Integer. The seasonal period (number of observations per cycle).

s.window

Seasonal smoothing window. Must be odd. If NULL, defaults to 7. Larger values produce smoother seasonal components.

t.window

Trend smoothing window. Must be odd. If NULL, automatically calculated based on period and s.window.

robust

Logical. If TRUE, performs robustness iterations to downweight outliers using bisquare weighting. Default: TRUE.

Value

A list of class "stl_result" with components:

trend

fdata object containing trend components

seasonal

fdata object containing seasonal components

remainder

fdata object containing remainder (residual) components

weights

Matrix of robustness weights (1 = full weight, 0 = outlier)

period

The period used

s.window

Seasonal smoothing window used

t.window

Trend smoothing window used

inner.iterations

Number of inner loop iterations

outer.iterations

Number of outer (robustness) iterations

call

The function call

Details

The STL algorithm proceeds as follows:

Inner Loop (repeated n.inner times):

  1. Detrending: Subtract current trend estimate

  2. Cycle-subseries smoothing: Smooth values at each seasonal position across cycles

  3. Low-pass filtering: Remove high-frequency noise

  4. Detrending the smoothed cycle-subseries

  5. Deseasonalizing: Subtract seasonal from original data

  6. Trend smoothing: Apply LOESS to deseasonalized data

Outer Loop (for robustness):

  1. Compute residuals from current decomposition

  2. Calculate robustness weights using bisquare function

  3. Re-run inner loop with weighted smoothing

STL is particularly effective for:

  • Long time series with many cycles

  • Data with outliers (when robust=TRUE)

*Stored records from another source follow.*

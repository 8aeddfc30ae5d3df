//! Command-line interface for Kettle.
//!
//! This module provides the CLI argument parsing using clap's derive macros
//! and command implementations.
//!
//! # Architecture
//!
//! - [`args`] - Argument definitions using clap derive macros
//! - [`commands`] - Command implementations

pub mod args;
pub mod commands;

pub use args::{Cli, Commands, CompletionsArgs, RunArgs, ServeArgs, StatusArgs};
pub use commands::{Command, CommandDispatcher, CommandResult};
//! CLI argument definitions.
//!
//! This module defines all CLI arguments using clap's derive macros.
//! The main entry point is the [`Cli`] struct.

use clap::{Parser, Subcommand};
use clap_complete::Shell;
use std::path::PathBuf;

use crate::runner::RunRequest;

/// Kettle - run the steps of a data-analysis project, and only the stale ones.
#[derive(Debug, Parser)]
#[command(name = "kettle")]
#[command(author, version, about, long_about = None)]
#[command(propagate_version = true)]
pub struct Cli {
    /// Path to project directory (overrides current directory)
    #[arg(short, long, global = true)]
    pub project: Option<PathBuf>,

    /// Show verbose output, including step output
    #[arg(short, long, global = true)]
    pub verbose: bool,

    /// Minimal output
    #[arg(short, long, global = true)]
    pub quiet: bool,

    /// Disable colored output
    #[arg(long, global = true)]
    pub no_color: bool,

    /// Enable debug logging
    #[arg(long, global = true)]
    pub debug: bool,

    #[command(subcommand)]
    pub command: Option<Commands>,
}

/// Available subcommands.
#[derive(Debug, Subcommand)]
pub enum Commands {
    /// Run project steps (default if no command specified)
    Run(RunArgs),

    /// Show which steps and dependencies are dirty
    Status(StatusArgs),

    /// Start the local sync server
    Serve(ServeArgs),

    /// Generate shell completions
    Completions(CompletionsArgs),
}

/// Arguments for the `run` command.
#[derive(Debug, Clone, clap::Args)]
pub struct RunArgs {
    /// Steps to run. A trailing number (or run of dots) sets the limit
    #[arg(value_name = "STEP")]
    pub steps: Vec<String>,

    /// Run the steps even if they have not been modified
    #[arg(short, long)]
    pub force: bool,

    /// Also run every step after the first one given
    #[arg(short = 'c', long = "continue")]
    pub continue_after: bool,

    /// Run only the first step that needs to run
    #[arg(short = 's', long = "step")]
    pub single_step: bool,

    /// Maximum number of steps to run, including the first
    #[arg(short, long, default_value_t = -1, allow_negative_numbers = true)]
    pub limit: i64,
}

impl Default for RunArgs {
    fn default() -> Self {
        Self {
            steps: Vec::new(),
            force: false,
            continue_after: false,
            single_step: false,
            limit: -1,
        }
    }
}

impl RunArgs {
    /// Convert to a run request.
    pub fn to_request(&self) -> RunRequest {
        RunRequest {
            steps: self.steps.clone(),
            force: self.force,
            continue_after: self.continue_after,
            single_step: self.single_step,
            limit: self.limit,
        }
    }
}

/// Arguments for the `status` command.
#[derive(Debug, Clone, Default, clap::Args)]
pub struct StatusArgs {
    /// Output as JSON
    #[arg(long)]
    pub json: bool,
}

/// Arguments for the `serve` command.
#[derive(Debug, Clone, Default, clap::Args)]
pub struct ServeArgs {
    /// Address to bind (default from settings, else 127.0.0.1)
    #[arg(long)]
    pub host: Option<String>,

    /// Port to bind (default from settings, else 5010)
    #[arg(long)]
    pub port: Option<u16>,
}

/// Arguments for the `completions` command.
#[derive(Debug, Clone, clap::Args)]
pub struct CompletionsArgs {
    /// Shell to generate completions for
    #[arg(value_enum)]
    pub shell: Shell,
}

#[cfg(test)]
mod tests {
    use super::*;
    use clap::CommandFactory;

    #[test]
    fn cli_definition_is_valid() {
        Cli::command().debug_assert();
    }

    #[test]
    fn no_subcommand_is_allowed() {
        let cli = Cli::try_parse_from(["kettle"]).unwrap();
        assert!(cli.command.is_none());
    }

    #[test]
    fn run_parses_steps_and_flags() {
        let cli = Cli::try_parse_from(["kettle", "run", "S02", "S01", "-f", "-c"]).unwrap();
        let Some(Commands::Run(args)) = cli.command else {
            panic!("expected run");
        };
        assert_eq!(args.steps, vec!["S02", "S01"]);
        assert!(args.force);
        assert!(args.continue_after);
        assert!(!args.single_step);
        assert_eq!(args.limit, -1);
    }

    #[test]
    fn run_accepts_shorthand_tokens() {
        let cli = Cli::try_parse_from(["kettle", "run", "S01", "..."]).unwrap();
        let Some(Commands::Run(args)) = cli.command else {
            panic!("expected run");
        };
        assert_eq!(args.steps, vec!["S01", "..."]);
    }

    #[test]
    fn run_limit_accepts_negative() {
        let cli = Cli::try_parse_from(["kettle", "run", "--limit", "-1", "-s"]).unwrap();
        let Some(Commands::Run(args)) = cli.command else {
            panic!("expected run");
        };
        assert_eq!(args.limit, -1);
        assert!(args.single_step);
    }

    #[test]
    fn run_args_convert_to_request() {
        let args = RunArgs {
            steps: vec!["S01".to_string()],
            limit: 2,
            ..Default::default()
        };
        let request = args.to_request();
        assert_eq!(request.steps, vec!["S01"]);
        assert_eq!(request.limit, 2);
        assert!(!request.force);
    }

    #[test]
    fn serve_parses_bind_address() {
        let cli = Cli::try_parse_from(["kettle", "serve", "--port", "6000"]).unwrap();
        let Some(Commands::Serve(args)) = cli.command else {
            panic!("expected serve");
        };
        assert_eq!(args.port, Some(6000));
        assert!(args.host.is_none());
    }

    #[test]
    fn global_flags_work_after_subcommand() {
        let cli = Cli::try_parse_from(["kettle", "status", "--json", "-q"]).unwrap();
        assert!(cli.quiet);
    }
}
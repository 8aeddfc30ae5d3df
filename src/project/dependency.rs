//! External resources a project relies on.

use chrono::{DateTime, Utc};
use std::path::Path;

use super::fingerprint::fingerprint;
use super::store::DependencyState;
use crate::config::DependencyDefinition;

/// A library folder or data file the steps depend on.
#[derive(Debug, Clone)]
pub struct Dependency {
    /// Path relative to the project directory.
    pub path: String,

    /// Command run while sourcing, if any.
    pub command: Option<String>,

    /// When the dependency was last sourced.
    pub sourced_at: Option<DateTime<Utc>>,

    /// Fingerprint recorded at the last sourcing.
    pub fingerprint: Option<String>,
}

impl Dependency {
    /// Build a dependency from its definition and any persisted state.
    pub fn new(definition: &DependencyDefinition, state: Option<&DependencyState>) -> Self {
        Self {
            path: definition.path().to_string(),
            command: definition.command().map(String::from),
            sourced_at: state.and_then(|s| s.sourced_at),
            fingerprint: state.and_then(|s| s.fingerprint.clone()),
        }
    }

    /// Identifier used in listings and the state file.
    pub fn identifier(&self) -> &str {
        &self.path
    }

    /// Whether the dependency changed since it was last sourced.
    pub fn is_dirty(&self, root: &Path) -> bool {
        fingerprint(root, &self.path) != self.fingerprint
    }

    /// Record a successful sourcing against the current contents.
    pub fn mark_sourced(&mut self, root: &Path) {
        self.fingerprint = fingerprint(root, &self.path);
        self.sourced_at = Some(Utc::now());
    }

    /// Snapshot for the state store.
    pub fn to_state(&self) -> DependencyState {
        DependencyState {
            sourced_at: self.sourced_at,
            fingerprint: self.fingerprint.clone(),
        }
    }
}
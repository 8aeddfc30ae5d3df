//! Shared state for the sync server.

use std::sync::Arc;
use std::time::Instant;

use chrono::{DateTime, Utc};
use serde_json::{json, Value};
use tempfile::TempDir;
use tokio::sync::Mutex;

use crate::project::Project;

use super::origin::OriginPolicy;

/// Sync time reported before any file has been synced.
pub const NEVER_SYNCED: f64 = -1.0;

/// Identity of the running server.
#[derive(Debug, Clone)]
pub struct ServerInfo {
    pub version: &'static str,
    pub pid: u32,
    pub host: String,
    pub port: u16,
    pub started_at: DateTime<Utc>,
    started: Instant,
}

impl ServerInfo {
    /// Describe a server bound to `host:port`, started now.
    pub fn new(host: &str, port: u16) -> Self {
        Self {
            version: env!("CARGO_PKG_VERSION"),
            pid: std::process::id(),
            host: host.to_string(),
            port,
            started_at: Utc::now(),
            started: Instant::now(),
        }
    }

    /// Seconds since the server started.
    pub fn uptime(&self) -> f64 {
        self.started.elapsed().as_secs_f64()
    }

    /// Payload returned by `/ping`.
    pub fn to_json(&self) -> Value {
        json!({
            "version": self.version,
            "pid": self.pid,
            "uptime": self.uptime(),
            "host": self.host,
            "port": self.port,
            "id": self.started_at.to_rfc3339(),
        })
    }
}

/// The project being synced and when it was last written to.
#[derive(Debug)]
pub struct SyncContext {
    /// Client-provided timestamp of the last synced chunk.
    pub sync_time: f64,

    /// Open project, if any.
    pub project: Option<Project>,

    /// Temporary container holding a remotely opened project. Dropping it
    /// removes the container from disk.
    pub container: Option<TempDir>,
}

impl Default for SyncContext {
    fn default() -> Self {
        Self {
            sync_time: NEVER_SYNCED,
            project: None,
            container: None,
        }
    }
}

impl SyncContext {
    /// Context with a locally opened project.
    pub fn with_project(project: Project) -> Self {
        Self {
            project: Some(project),
            ..Default::default()
        }
    }

    /// Replace the open project with one living in `container`.
    pub fn open_remote(&mut self, project: Project, container: TempDir) {
        self.sync_time = NEVER_SYNCED;
        self.project = Some(project);
        self.container = Some(container);
    }
}

/// State accessible from all request handlers.
#[derive(Debug, Clone)]
pub struct AppState {
    pub sync: Arc<Mutex<SyncContext>>,
    pub info: Arc<ServerInfo>,
    pub origins: Arc<OriginPolicy>,
}

impl AppState {
    /// State accepting browser requests from loopback origins only.
    pub fn new(context: SyncContext, info: ServerInfo) -> Self {
        Self {
            sync: Arc::new(Mutex::new(context)),
            info: Arc::new(info),
            origins: Arc::new(OriginPolicy::default()),
        }
    }

    /// Also accept browser requests from `origins`.
    pub fn with_origins(mut self, origins: Vec<String>) -> Self {
        self.origins = Arc::new(OriginPolicy::new(origins));
        self
    }
}

#[cfg(test)]
mod tests {
    use super::*;

    #[test]
    fn default_context_has_never_synced() {
        let context = SyncContext::default();
        assert_eq!(context.sync_time, NEVER_SYNCED);
        assert!(context.project.is_none());
    }

    #[test]
    fn server_info_json_has_identity_fields() {
        let info = ServerInfo::new("127.0.0.1", 5010);
        let value = info.to_json();

        assert_eq!(value["port"], 5010);
        assert_eq!(value["host"], "127.0.0.1");
        assert_eq!(value["pid"], std::process::id());
        assert!(value["uptime"].as_f64().unwrap() >= 0.0);
        assert!(value["id"].is_string());
    }
}
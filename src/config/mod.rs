//! Project definition loading, merging, and validation.
//!
//! - Schema definitions in [`schema`]
//! - File discovery and loading in [`loader`]
//! - Layer merging in [`merger`]
//! - Validation in [`validator`]
//!
//! # Example
//!
//! ```
//! use kettle::config::load_definition;
//! use tempfile::TempDir;
//! use std::fs;
//!
//! let temp = TempDir::new().unwrap();
//! fs::write(
//!     temp.path().join("kettle.yml"),
//!     "name: weather\nsteps:\n  - name: S01-load.sh\n",
//! )
//! .unwrap();
//!
//! let definition = load_definition(temp.path()).unwrap();
//! assert_eq!(definition.steps[0].name, "S01-load.sh");
//! ```

pub mod loader;
pub mod merger;
pub mod schema;
pub mod validator;

pub use loader::{
    find_project_root, load_definition, load_definition_value, parse_definition,
    write_definition, DefinitionPaths, DEFINITION_FILE, LOCAL_DEFINITION_FILE,
};
pub use merger::{deep_merge, merge_layers};
pub use schema::{
    DependencyDefinition, OutputMode, ProjectDefinition, ServerSettings, Settings,
    StepDefinition,
};
pub use validator::{validate, validate_definition, ValidationError};
//! Platform detection.

/// Check if running in a CI environment.
pub fn is_ci() -> bool {
    std::env::var("CI").is_ok()
        || std::env::var("GITHUB_ACTIONS").is_ok()
        || std::env::var("GITLAB_CI").is_ok()
        || std::env::var("CIRCLECI").is_ok()
        || std::env::var("JENKINS_URL").is_ok()
}

/// Shell program and flag used to run a command string.
pub fn shell() -> (&'static str, &'static str) {
    if cfg!(target_os = "windows") {
        ("cmd.exe", "/C")
    } else {
        ("/bin/sh", "-c")
    }
}

/// Quote a single argument for the shell returned by [`shell`].
///
/// Plain words pass through unchanged.
pub fn quote(arg: &str) -> String {
    if !arg.is_empty()
        && arg
            .chars()
            .all(|ch| ch.is_ascii_alphanumeric() || matches!(ch, '-' | '_' | '.' | '/' | ':'))
    {
        return arg.to_string();
    }

    if cfg!(target_os = "windows") {
        return format!("\"{}\"", arg.replace('"', "\"\""));
    }

    let mut quoted = String::from("'");
    for ch in arg.chars() {
        if ch == '\'' {
            quoted.push_str("'\"'\"'");
        } else {
            quoted.push(ch);
        }
    }
    quoted.push('\'');
    quoted
}
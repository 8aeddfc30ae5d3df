//! Kettle CLI entry point.

use std::process::ExitCode;

use clap::Parser;
use kettle::cli::{Cli, CommandDispatcher};
use kettle::shell::is_ci;
use kettle::ui::{create_ui, OutputMode};
use tracing_subscriber::{fmt, prelude::*, EnvFilter};

/// Initialize the tracing subscriber for logging.
///
/// Log level is controlled by:
/// 1. `--debug` flag sets level to DEBUG
/// 2. `RUST_LOG` environment variable (if set)
/// 3. Default is INFO
fn init_tracing(debug: bool) {
    let filter = if debug {
        EnvFilter::new("kettle=debug")
    } else {
        EnvFilter::try_from_default_env().unwrap_or_else(|_| EnvFilter::new("kettle=info"))
    };

    tracing_subscriber::registry()
        .with(fmt::layer().with_target(false).with_writer(std::io::stderr))
        .with(filter)
        .init();
}

fn main() -> ExitCode {
    let cli = Cli::parse();
    init_tracing(cli.debug);

    tracing::debug!("Kettle starting with args: {:?}", cli);

    let output_mode = if cli.quiet {
        OutputMode::Quiet
    } else if cli.verbose {
        OutputMode::Verbose
    } else {
        OutputMode::Normal
    };

    if cli.no_color {
        std::env::set_var("NO_COLOR", "1");
    }

    let project_root = cli
        .project
        .as_ref()
        .cloned()
        .unwrap_or_else(|| std::env::current_dir().unwrap_or_default());

    let mut ui = create_ui(!is_ci(), output_mode);
    let dispatcher = CommandDispatcher::new(project_root);

    match dispatcher.dispatch(&cli, ui.as_mut()) {
        Ok(result) => ExitCode::from(result.exit_code as u8),
        Err(e) => {
            ui.error(&format!("Error: {}", e));
            ExitCode::from(1)
        }
    }
}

  • Slowly changing seasonal patterns

References

Cleveland, R. B., Cleveland, W. S., McRae, J. E., & Terpenning, I. (1990). STL: A Seasonal-Trend Decomposition Procedure Based on Loess. Journal of Official Statistics, 6(1), 3-73.

Examples

# Create seasonal data with trend
t <- seq(0, 20, length.out = 400)
period <- 2  # corresponds to 40 observations
period_obs <- 40
X <- matrix(0.05 * t + sin(2 * pi * t / period) + rnorm(length(t), sd = 0.2), nrow = 1)
fd <- fdata(X, argvals = t)

# Perform STL decomposition
result <- stl.fd(fd, period = period_obs)
print(result)
#> STL Decomposition
#> -----------------
#> Period:           40 observations
#> Seasonal window:  7
#> Trend window:     77
#> Inner iterations: 2
#> Outer iterations: 15 (robust=TRUE)
#> 
#> Number of curves: 1
#> Series length:    400
#> 
#> Variance decomposition:
#>   Trend:     11.9%
#>   Seasonal:  82.7%
#>   Remainder: 5.3%

# Plot the decomposition
plot(result)


# Non-robust version (faster but sensitive to outliers)
result_fast <- stl.fd(fd, period = period_obs, robust = FALSE)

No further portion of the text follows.